Staking is a procedure in which investors “stake” or lock up their crypto tokens with a blockchain validator so they can validate data blocks for new tokens. The blockchain validators then share the yield of new tokens with the investors.
The crypto firm has had a long-storied series of skirmishes with the SEC, with the firm lobbying the regulator to further define the characterization of each asset and install a clearer guideline on how these should be regulated, arguing that the legal precedents the regulatory body is basing its decisions on is relatively outdated.
Coinbase maintains that they are “right on the law, confident in the facts.”

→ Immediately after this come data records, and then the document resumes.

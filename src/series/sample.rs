use super::labels::SeriesLabels;
use serde::{Deserialize, Serialize};

/// A single observation of a series.
#[derive(Debug, Clone, PartialEq, Serialize, Deserialize)]
pub struct Sample {
    pub series: SeriesLabels,

    /// Milliseconds since the Unix epoch
    pub timestamp_ms: i64,

    #[serde(with = "float_format")]
    pub value: f64,

    #[serde(default, skip_serializing_if = "Option::is_none")]
    pub exemplar: Option<Exemplar>,

    #[serde(default, skip_serializing_if = "Option::is_none")]
    pub metadata: Option<MetricMetadata>,
}

impl Sample {
    pub fn new(series: SeriesLabels, timestamp_ms: i64, value: f64) -> Self {
        Self {
            series,
            timestamp_ms,
            value,
            exemplar: None,
            metadata: None,
        }
    }

    pub fn with_exemplar(mut self, exemplar: Exemplar) -> Self {
        self.exemplar = Some(exemplar);
        self
    }

    pub fn with_metadata(mut self, metadata: MetricMetadata) -> Self {
        self.metadata = Some(metadata);
        self
    }
}

#[derive(Debug, Clone, PartialEq, Serialize, Deserialize)]
pub struct Exemplar {
    pub labels: SeriesLabels,
    pub timestamp_ms: i64,
    #[serde(with = "float_format")]
    pub value: f64,
}

#[derive(Debug, Clone, PartialEq, Eq, Serialize, Deserialize)]
pub struct MetricMetadata {
    pub metric_family: String,
    #[serde(rename = "type")]
    pub metric_type: MetricType,
    #[serde(default)]
    pub help: String,
    #[serde(default)]
    pub unit: String,
}

#[derive(Debug, Clone, Copy, PartialEq, Eq, Serialize, Deserialize)]
#[serde(rename_all = "lowercase")]
pub enum MetricType {
    Counter,
    Gauge,
    Histogram,
    #[serde(rename = "gaugehistogram")]
    GaugeHistogram,
    Summary,
    Info,
    #[serde(rename = "stateset")]
    StateSet,
    Unknown,
}

/// JSON has no NaN or infinities, but stale markers are NaN. Non-finite values
/// are written as the strings "NaN", "+Inf" and "-Inf".
pub(crate) mod float_format {
    use serde::{Deserialize, Deserializer, Serializer};

    pub fn serialize<S>(value: &f64, serializer: S) -> Result<S::Ok, S::Error>
    where
        S: Serializer,
    {
        if value.is_finite() {
            serializer.serialize_f64(*value)
        } else if value.is_nan() {
            serializer.serialize_str("NaN")
        } else if value.is_sign_positive() {
            serializer.serialize_str("+Inf")
        } else {
            serializer.serialize_str("-Inf")
        }
    }

    #[derive(Deserialize)]
    #[serde(untagged)]
    enum Repr {
        Number(f64),
        Text(String),
    }

    pub fn deserialize<'de, D>(deserializer: D) -> Result<f64, D::Error>
    where
        D: Deserializer<'de>,
    {
        match Repr::deserialize(deserializer)? {
            Repr::Number(v) => Ok(v),
            Repr::Text(s) => match s.as_str() {
                "NaN" => Ok(f64::NAN),
                "+Inf" | "Inf" => Ok(f64::INFINITY),
                "-Inf" => Ok(f64::NEG_INFINITY),
                other => Err(serde::de::Error::custom(format!(
                    "invalid sample value: {}",
                    other
                ))),
            },
        }
    }
}

#[cfg(test)]
mod tests {
    use super::*;

    #[test]
    fn test_nan_value_survives_json() {
        let sample = Sample::new(SeriesLabels::from_pairs([("__name__", "up")]), 1, f64::NAN);
        let json = serde_json::to_string(&sample).unwrap();
        assert!(json.contains(r#""value":"NaN""#));

        let back: Sample = serde_json::from_str(&json).unwrap();
        assert!(back.value.is_nan());
    }

    #[test]
    fn test_infinities_survive_json() {
        for value in [f64::INFINITY, f64::NEG_INFINITY] {
            let sample = Sample::new(SeriesLabels::default(), 1, value);
            let json = serde_json::to_string(&sample).unwrap();
            let back: Sample = serde_json::from_str(&json).unwrap();
            assert_eq!(back.value, value);
        }
    }

    #[test]
    fn test_optional_fields_omitted() {
        let sample = Sample::new(SeriesLabels::from_pairs([("job", "a")]), 10, 1.5);
        let json = serde_json::to_string(&sample).unwrap();
        assert!(!json.contains("exemplar"));
        assert!(!json.contains("metadata"));
    }

    #[test]
    fn test_metadata_type_names() {
        let metadata = MetricMetadata {
            metric_family: "http_requests_total".to_string(),
            metric_type: MetricType::Counter,
            help: "Total requests".to_string(),
            unit: String::new(),
        };
        let json = serde_json::to_string(&metadata).unwrap();
        assert!(json.contains(r#""type":"counter""#));
    }
}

“We are prepared for this disappointing development. We are confident in the legality of our assets and services, and if needed, we welcome a legal process to provide the clarity we have been advocating for and to demonstrate that the SEC simply has not been fair or reasonable when it comes to its engagement on digital assets,” the company added.
This comes after Coinbase reported last month that the SEC has been conducting investigations into the firm, reportedly receiving “investigative subpoenas and requests” from the securities regulator. The investigation is reportedly related to a range of the services that Coinbase currently offers to clients, including “certain customer programs, operations, and existing and intended future products.” More specifically, the investigation includes the firms “processes for listing assets, the classification of certain listed assets, its staking programs, and its stablecoin and yield-generating products.”
While the crypto exchange is firm on its legal ground, its investors can’t be faulted for their confidence being shaken by these regulatory acts. If Ark Invest’s Cathie Wood herself–a self-viewed bull on so-called disruptive tech like bitcoin–is selling some of her Coinbase portfolio, it is sending a not-so confident message on shoring your investments in the crypto space.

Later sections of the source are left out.